Mais lait de chèvre Ce n’est que le protagoniste principal d’une liste d’ingrédients complétée par des ferments lactiques, du calcium, de la présure de chèvre naturelle (quatrième estomac des chevreaux, qui a la capacité de lier les graisses et les protéines et d’expulser l’eau), le blanc d’œuf et le sel . Avec cela, le processus de création de fromages qui mûrir selon la méthode traditionnelle française; Ainsi, on laisse se développer les moisissures d’affinage de la croûte, dont les enzymes contribuent à l’arôme et au bouquet final, puis elles sont brossées et des bains d’huile d’olive (anti-moisissure) sont appliqués pour obtenir des écorces naturelles.

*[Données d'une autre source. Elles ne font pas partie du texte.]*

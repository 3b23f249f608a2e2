//! Rule resolution and execution planning.
//!
//! Resolution is a pure function over the candidate rules of one topic:
//!
//! 1. keep rules whose effective window contains `as_of`;
//! 2. keep the highest precedence tier present;
//! 3. exactly one survivor wins, more than one is a conflict, none is a gap.
//!
//! Planning expands the transitive topic dependencies of the requested
//! targets and orders them so every rule runs after the topics it reads.

use std::collections::{BTreeMap, BTreeSet};

use chrono::NaiveDate;
use serde::Serialize;
use tracing::debug;

use crate::error::ExecutionError;
use crate::rule::{PrecedenceTier, Rule, RuleVersionRef, Topic};
use crate::ruleset::{RulesetId, RulesetSnapshot};

/// The rule chosen for a topic.
#[derive(Debug, Clone, PartialEq, Eq, Serialize)]
pub struct ResolvedRule {
    /// Winning rule.
    pub rule: Rule,
    /// Lower-tier rules in force at the same date, highest tier first.
    pub overridden: Vec<RuleVersionRef>,
}

/// Topics in dependency order.
#[derive(Debug, Clone, PartialEq, Eq, Serialize)]
pub struct ExecutionPlan {
    pub ruleset_id: RulesetId,
    pub as_of: NaiveDate,
    /// Every rule to execute; dependencies come first.
    pub steps: Vec<ResolvedRule>,
    /// Topics the caller asked for (all planned topics when none were named).
    pub targets: BTreeSet<Topic>,
}

impl ExecutionPlan {
    /// Planned topics in execution order.
    pub fn topics(&self) -> impl Iterator<Item = &Topic> {
        self.steps.iter().map(|s| &s.rule.topic)
    }
}

/// Chooses the rule for `topic` among `candidates` at `as_of`.
///
/// # Errors
///
/// - `RuleConflict` if two or more rules share the winning tier.
/// - `MissingRule` if no candidate is in force.
pub fn resolve_topic<'a>(
    topic: &Topic,
    candidates: impl IntoIterator<Item = &'a Rule>,
    as_of: NaiveDate,
) -> Result<ResolvedRule, ExecutionError> {
    let mut by_tier: BTreeMap<PrecedenceTier, Vec<&Rule>> = BTreeMap::new();
    for rule in candidates {
        if rule.topic == *topic && rule.window.contains(as_of) {
            by_tier.entry(rule.tier).or_default().push(rule);
        }
    }

    // `PrecedenceTier` orders Statute highest, so the last entry wins.
    let Some((tier, winners)) = by_tier.pop_last() else {
        return Err(ExecutionError::MissingRule {
            topic: topic.to_string(),
            as_of,
        });
    };
    if winners.len() > 1 {
        let mut rules: Vec<String> = winners.iter().map(|r| r.version_ref().to_string()).collect();
        rules.sort();
        return Err(ExecutionError::RuleConflict {
            topic: topic.to_string(),
            tier: tier.as_str().to_string(),
            rules,
        });
    }

    let overridden = by_tier
        .into_iter()
        .rev()
        .flat_map(|(_, rules)| rules.into_iter().map(Rule::version_ref))
        .collect();
    Ok(ResolvedRule {
        rule: winners[0].clone(),
        overridden,
    })
}

/// Builds the execution plan for `targets` inside one snapshot.
///
/// Empty `targets` plans every topic that has a rule in force at `as_of`.
///
/// # Errors
///
/// Returns resolution failures for any required topic and
/// `DependencyCycle` if the resolved rules read each other.
pub fn plan(snapshot: &RulesetSnapshot, as_of: NaiveDate, targets: &[Topic]) -> Result<ExecutionPlan, ExecutionError> {
    let requested: BTreeSet<Topic> = if targets.is_empty() {
        snapshot
            .rules
            .iter()
            .filter(|r| r.window.contains(as_of))
            .map(|r| r.topic.clone())
            .collect()
    } else {
        targets.iter().cloned().collect()
    };

    let mut resolved: BTreeMap<Topic, ResolvedRule> = BTreeMap::new();
    let mut pending: Vec<Topic> = requested.iter().cloned().collect();
    while let Some(topic) = pending.pop() {
        if resolved.contains_key(&topic) {
            continue;
        }
        let choice = resolve_topic(&topic, &snapshot.rules, as_of)?;
        debug!(
            ruleset_id = %snapshot.id,
            %topic,
            rule = %choice.rule.version_ref(),
            overridden = choice.overridden.len(),
            "rule resolved"
        );
        pending.extend(
            choice
                .rule
                .dependencies()
                .into_iter()
                .filter(|dep| !resolved.contains_key(dep)),
        );
        resolved.insert(topic, choice);
    }

    let steps = order(resolved)?;
    Ok(ExecutionPlan {
        ruleset_id: snapshot.id.clone(),
        as_of,
        steps,
        targets: requested,
    })
}

/// Kahn's algorithm with a sorted ready set, so ties break by topic name.
fn order(mut resolved: BTreeMap<Topic, ResolvedRule>) -> Result<Vec<ResolvedRule>, ExecutionError> {
    let mut waiting_on: BTreeMap<Topic, BTreeSet<Topic>> = resolved
        .iter()
        .map(|(topic, r)| (topic.clone(), r.rule.dependencies()))
        .collect();
    let mut dependents: BTreeMap<Topic, Vec<Topic>> = BTreeMap::new();
    for (topic, deps) in &waiting_on {
        for dep in deps {
            dependents.entry(dep.clone()).or_default().push(topic.clone());
        }
    }

    let mut ready: BTreeSet<Topic> = waiting_on
        .iter()
        .filter(|(_, deps)| deps.is_empty())
        .map(|(t, _)| t.clone())
        .collect();
    let mut steps = Vec::with_capacity(resolved.len());
    while let Some(topic) = ready.pop_first() {
        waiting_on.remove(&topic);
        for dependent in dependents.remove(&topic).unwrap_or_default() {
            if let Some(deps) = waiting_on.get_mut(&dependent) {
                deps.remove(&topic);
                if deps.is_empty() {
                    ready.insert(dependent);
                }
            }
        }
        if let Some(step) = resolved.remove(&topic) {
            steps.push(step);
        }
    }

    if !waiting_on.is_empty() {
        return Err(ExecutionError::DependencyCycle {
            topics: waiting_on.into_keys().map(|t| t.to_string()).collect(),
        });
    }
    Ok(steps)
}

#[cfg(test)]
mod tests {
    use super::*;

    use crate::decimal::Unit;
    use crate::expr::Expr;
    use crate::ruleset::RulesetArtifact;
    use crate::time::EffectiveWindow;

    fn date(y: i32, m: u32, d: u32) -> NaiveDate {
        NaiveDate::from_ymd_opt(y, m, d).unwrap()
    }

    fn rule(id: &str, topic: &str, tier: PrecedenceTier, window: EffectiveWindow, expr: Expr) -> Rule {
        Rule::builder()
            .id(id, 1)
            .topic(topic)
            .tier(tier)
            .window(window)
            .expression(expr)
            .unit(Unit::Dollars)
            .build()
            .unwrap()
    }

    fn snapshot(rules: Vec<Rule>) -> RulesetSnapshot {
        RulesetSnapshot::draft(
            RulesetArtifact::new(RulesetId::parse("ruleset-20240701").unwrap(), None, rules).unwrap(),
        )
    }

    #[test]
    fn highest_tier_wins() {
        let statute = rule("s", "t", PrecedenceTier::Statute, EffectiveWindow::always(), Expr::input("a"));
        let guidance = rule("g", "t", PrecedenceTier::Guidance, EffectiveWindow::always(), Expr::input("b"));
        let resolved = resolve_topic(&Topic::new("t"), [&guidance, &statute], date(2024, 7, 1)).unwrap();
        assert_eq!(resolved.rule.id, "s");
        assert_eq!(resolved.overridden, vec![RuleVersionRef::new("g", 1)]);
    }

    #[test]
    fn window_filters_before_tier() {
        let fy24 = EffectiveWindow::new(date(2023, 7, 1), date(2024, 7, 1)).unwrap();
        let statute = rule("s", "t", PrecedenceTier::Statute, fy24, Expr::input("a"));
        let ruling = rule("r", "t", PrecedenceTier::Ruling, EffectiveWindow::always(), Expr::input("b"));
        let rules = [statute, ruling];
        assert_eq!(resolve_topic(&Topic::new("t"), &rules, date(2024, 1, 1)).unwrap().rule.id, "s");
        assert_eq!(resolve_topic(&Topic::new("t"), &rules, date(2024, 7, 1)).unwrap().rule.id, "r");
    }

    #[test]
    fn same_tier_is_conflict_and_none_is_missing() {
        let a = rule("b-rule", "t", PrecedenceTier::Ruling, EffectiveWindow::always(), Expr::input("a"));
        let b = rule("a-rule", "t", PrecedenceTier::Ruling, EffectiveWindow::always(), Expr::input("b"));
        let err = resolve_topic(&Topic::new("t"), [&a, &b], date(2024, 7, 1)).unwrap_err();
        let ExecutionError::RuleConflict { rules, tier, .. } = err else {
            panic!("expected conflict");
        };
        assert_eq!(rules, vec!["a-rule@v1", "b-rule@v1"]);
        assert_eq!(tier, "ruling");

        let err = resolve_topic(&Topic::new("other"), [&a], date(2024, 7, 1)).unwrap_err();
        assert_eq!(err.kind(), "missing_rule");
    }

    #[test]
    fn plan_orders_dependencies_first() {
        let always = EffectiveWindow::always();
        let snap = snapshot(vec![
            rule("net", "net", PrecedenceTier::Statute, always, Expr::sub(Expr::topic("gross"), Expr::topic("tax"))),
            rule("tax", "tax", PrecedenceTier::Statute, always, Expr::topic("gross")),
            rule("gross", "gross", PrecedenceTier::Statute, always, Expr::input("salary")),
            rule("other", "other", PrecedenceTier::Statute, always, Expr::input("x")),
        ]);
        let p = plan(&snap, date(2024, 7, 1), &[Topic::new("net")]).unwrap();
        let order: Vec<&str> = p.topics().map(Topic::as_str).collect();
        assert_eq!(order, vec!["gross", "tax", "net"]);

        let all = plan(&snap, date(2024, 7, 1), &[]).unwrap();
        assert_eq!(all.steps.len(), 4);
    }

    #[test]
    fn plan_detects_cycles() {
        let always = EffectiveWindow::always();
        let snap = snapshot(vec![
            rule("a", "a", PrecedenceTier::Statute, always, Expr::topic("b")),
            rule("b", "b", PrecedenceTier::Statute, always, Expr::topic("a")),
        ]);
        let err = plan(&snap, date(2024, 7, 1), &[Topic::new("a")]).unwrap_err();
        assert_eq!(err.kind(), "dependency_cycle");
    }
}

La dénomination envisage la possibilité d’utiliser du lait cru avec plus de deux mois de maturation, mais curieusement, les deux associés travaillent exclusivement avec lait pasteurisé. Bien que la gueule de bois continue d’être associée à une plus grande authenticité, ils ne sont pas d’accord et soutiennent que lors d’une dégustation, il est difficile d’observer les différences: «si le maître fromager dirige bien les choses, les ferments, la courbe d’acidification, la présure…, on peut obtenir les mêmes saveurs authentiques et nous avons également plus de clients potentiels, car ils peuvent également être consommés par les femmes enceintes et les personnes à risque qui sont interdites de fromage au lait cru ». La personne qui parle n’est pas Berceo, c’est Javier Martínez, président de l’AOP Camerano Cheese.

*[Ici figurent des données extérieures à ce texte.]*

//! Engine configuration.

use serde::{Deserialize, Serialize};

use crate::engine::jobs::JobQueueConfig;
use crate::engine::retry::RetryPolicy;
use crate::error::{CalcError, ValidationError};
use crate::provenance::MAX_PROVENANCE_DEPTH;

/// Top-level configuration for [`crate::CalcEngine`].
#[derive(Debug, Clone, PartialEq, Eq, Serialize, Deserialize)]
#[serde(default)]
pub struct EngineConfig {
    /// Largest batch `run_batch` evaluates inline; larger batches must go
    /// through the job queue.
    pub max_sync_batch: usize,
    /// Provenance traversal depth cap (at most 15).
    pub max_provenance_depth: usize,
    /// Backoff for transient storage failures.
    pub retry: RetryPolicy,
    /// Background job queue.
    pub jobs: JobQueueConfig,
}

impl Default for EngineConfig {
    fn default() -> Self {
        Self {
            max_sync_batch: 64,
            max_provenance_depth: MAX_PROVENANCE_DEPTH,
            retry: RetryPolicy::default(),
            jobs: JobQueueConfig::default(),
        }
    }
}

impl EngineConfig {
    const MAX_SYNC_BATCH: usize = 10_000;

    /// Checks every bound, returning the config unchanged on success.
    ///
    /// # Errors
    ///
    /// Returns `ValidationError::InvalidConfig` naming the offending field.
    pub fn validate(self) -> Result<Self, CalcError> {
        if self.max_sync_batch == 0 || self.max_sync_batch > Self::MAX_SYNC_BATCH {
            return Err(invalid(format!(
                "max_sync_batch must be in 1..={} (got {})",
                Self::MAX_SYNC_BATCH,
                self.max_sync_batch
            )));
        }
        if self.max_provenance_depth == 0 || self.max_provenance_depth > MAX_PROVENANCE_DEPTH {
            return Err(invalid(format!(
                "max_provenance_depth must be in 1..={MAX_PROVENANCE_DEPTH} (got {})",
                self.max_provenance_depth
            )));
        }
        self.retry.validate()?;
        self.jobs.validate()?;
        Ok(self)
    }

    /// Parses and validates a JSON config document. Missing fields take
    /// their defaults.
    ///
    /// # Errors
    ///
    /// Returns `InvalidConfig` for malformed JSON or out-of-range values.
    pub fn from_json_str(json: &str) -> Result<Self, CalcError> {
        let config: Self = serde_json::from_str(json).map_err(|e| invalid(format!("malformed config: {e}")))?;
        config.validate()
    }
}

pub(crate) fn invalid(reason: String) -> CalcError {
    ValidationError::InvalidConfig { reason }.into()
}

#[cfg(test)]
mod tests {
    use super::*;

    #[test]
    fn defaults_are_valid() {
        assert!(EngineConfig::default().validate().is_ok());
    }

    #[test]
    fn partial_json_fills_defaults() {
        let config = EngineConfig::from_json_str(r#"{"max_sync_batch": 8, "retry": {"max_attempts": 5}}"#).unwrap();
        assert_eq!(config.max_sync_batch, 8);
        assert_eq!(config.retry.max_attempts, 5);
        assert_eq!(config.max_provenance_depth, MAX_PROVENANCE_DEPTH);
        assert_eq!(config.jobs, JobQueueConfig::default());
    }

    #[test]
    fn depth_above_hard_cap_is_rejected() {
        let err = EngineConfig::from_json_str(r#"{"max_provenance_depth": 16}"#).unwrap_err();
        assert_eq!(err.kind(), "invalid_config");
        let err = EngineConfig::from_json_str("{not json").unwrap_err();
        assert_eq!(err.kind(), "invalid_config");
    }
}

«Le lait sort de la mamelle sans aucune bactérie, si l’animal est en bonne santé. De la traite à la cuve de réfrigération et au transport, c’est quand ils entrent en jeu, ils ne sont pas toujours les mêmes (ils ne sont pas toujours bons, ni toujours mauvais) et ce sont eux qui doivent commencer la fermentation avec du lait cru. Mais les exigences sanitaires sont si strictes que lorsque le lait arrive à la fromagerie, il contient si peu de bactéries que vous devez les ajouter pour démarrer la fermentation; ainsi, les saveurs finales seront exactement les mêmes avec du lait cru et avec du lait pasteurisé, car vous partez d’un très faible nombre de bactéries », explique Martínez, également maître fromager à Los Cameros.

Il relativise l’évolution des protéines au cours du processus de pasteurisation (« on parle de 72 degrés pendant 15 secondes … »), loue le Français Louis Pasteur est « l’une des personnes qui a sauvé le plus de vies » et rappelle les clés qui permettent faire du fromage meilleur que jamais: « technologiquement on peut analyser beaucoup plus de choses, présure, bactéries, comment elles se comportent … ». «Nous avons de meilleurs outils et plus d’informations», déclare le président de la DO avec la fierté d’avoir récupéré un Produit 100% Riojan.

Alors maintenant, vous pouvez rechercher ce trésor de la gastronomie espagnole, mémoire gastronomique de La Rioja, de petite taille (les pièces pèsent 750 grammes) et par production (la dénomination produit un total de 40000 kilos par an), que vous reconnaîtrez par les marques de moisissures tressées, ou cillas, que vous observerez dans son écorce. Sa recette a atteint nos jours en grande partie grâce au travail de conservation effectué par les monastères et les ordres religieux; une survie qui n’a pas été facile, car au fil des siècles il y a eu des plaintes concernant les dommages que les chèvres ont causés à la vigne et à d’autres cultures, et même en 1729 les seigneurs du Conseil royal de Castille, sous le règne de Felipe V, ils approuvèrent l’ordonnance interdisant le pâturage du bétail dans la municipalité de Haro. C’est précisément dans cette ville que Lácteos Martínez, l’une des deux sociétés rattachées à la DOP, a ses installations; l’autre, Quesos Celia, est basé à Arnedo, à 85 kilomètres, et produit du fromage frais.